In this study, effective transport of small interfering RNAs (siRNAs) via hyaluronic acid (HA) receptor was carried out with biodegradable HA and low‐molecular weight polyethyleneimine (PEI)‐based transport systems. Gold nanoparticles (AuNPs) capable of giving photothermal response, and their conjugates with PEI and HA, were also added to the structure. Thus, a combination of gene silencing, photothermal therapy and chemotherapy, has been accomplished. The synthesized transport systems ranged in size, between 25 and 690 nm. When the particles were applied at a concentration of 100 μg mL−1 (except AuPEI NPs) in vitro, cell viability was above 50%. Applying radiation after the conjugate/siRNA complex (especially those containing AuNP) treatment, increased the cytotoxic effect (decrease in cell viability of 37%, 54%, 13%, and 15% for AuNP, AuPEI NP, AuPEI‐HA, and AuPEI‐HA‐DOX, respectively) on the MDA‐MB‐231 cell line.

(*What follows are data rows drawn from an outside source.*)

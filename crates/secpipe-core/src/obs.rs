//! Structured observability hooks for pipeline run lifecycle events.
//!
//! This module provides:
//! - A run-scoped tracing span (`run_span`)
//! - Emission functions for key lifecycle events: run start, stage start and
//!   finish, retry scheduling, gate evaluation, run finish, notification errors
//!
//! Events are emitted at `info!` level unless they describe a problem.
//! Set `SECPIPE_LOG` (or `RUST_LOG`) to filter and pass `--json` to the CLI for JSON lines.

use tracing::{info, warn, Span};

/// Run-scoped span carrying the run id and build number.
///
/// The sequencer instruments its whole run future with this span, so every
/// event below is tagged with the run it belongs to.
///
/// # Example
///
/// ```ignore
/// use tracing::Instrument;
/// pipeline_future.instrument(run_span("3f1c...", 42)).await;
/// ```
pub fn run_span(run_id: &str, build_number: u64) -> Span {
    tracing::info_span!("secpipe.run", run_id = %run_id, build = build_number)
}

/// Emit event: run started for a commit with a given stage plan.
pub fn emit_run_started(run_id: &str, commit: &str, stages: usize) {
    info!(event = "run.started", run_id = %run_id, commit = %commit, stages = stages);
}

/// Emit event: a stage is about to execute.
pub fn emit_stage_started(stage: &str, attempt: u32) {
    info!(event = "stage.started", stage = %stage, attempt = attempt);
}

/// Emit event: a stage reached its outcome.
pub fn emit_stage_finished(stage: &str, outcome: &str, duration_ms: u64) {
    info!(
        event = "stage.finished",
        stage = %stage,
        outcome = %outcome,
        duration_ms = duration_ms,
    );
}

/// Emit event: a failed attempt will be retried after a delay.
pub fn emit_retry_scheduled(attempt: u32, max_attempts: u32, delay_secs: u64, error: &dyn std::fmt::Display) {
    warn!(
        event = "retry.scheduled",
        attempt = attempt,
        max_attempts = max_attempts,
        delay_secs = delay_secs,
        error = %error,
    );
}

/// Emit event: threshold gate evaluated against parsed severity counts.
pub fn emit_gate_evaluated(stage: &str, critical: u32, high: u32, decision: &str) {
    info!(
        event = "gate.evaluated",
        stage = %stage,
        critical = critical,
        high = high,
        decision = %decision,
    );
}

/// Emit event: run reached a terminal status.
pub fn emit_run_finished(run_id: &str, status: &str, duration_ms: u64, stages_run: usize) {
    info!(
        event = "run.finished",
        run_id = %run_id,
        status = %status,
        duration_ms = duration_ms,
        stages_run = stages_run,
    );
}

/// Emit event: a notification channel failed (warning level, never retried).
pub fn emit_notify_failed(channel: &str, error: &dyn std::fmt::Display) {
    warn!(event = "notify.failed", channel = %channel, error = %error);
}

#[cfg(test)]
mod tests {
    use super::*;

    #[test]
    fn test_run_span_create() {
        let span = run_span("test-run-id", 7);
        let _guard = span.enter();
        emit_stage_started("unit_test", 1);
    }
}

CXCR4 gene silencing via the synthesized complexes, especially AuPEI‐HA‐DOX/siRNA was more efficient in MDA‐MB‐231 cells (25‐fold decrease in gene expression) than in CAPAN‐1 cells. All these results demonstrated that the synthesized PEI‐HA and AuPEI‐HA‐DOX conjugates can be used as siRNA carriers that are particularly effective, especially in the treatment of breast cancer. [ABSTRACT FROM AUTHOR]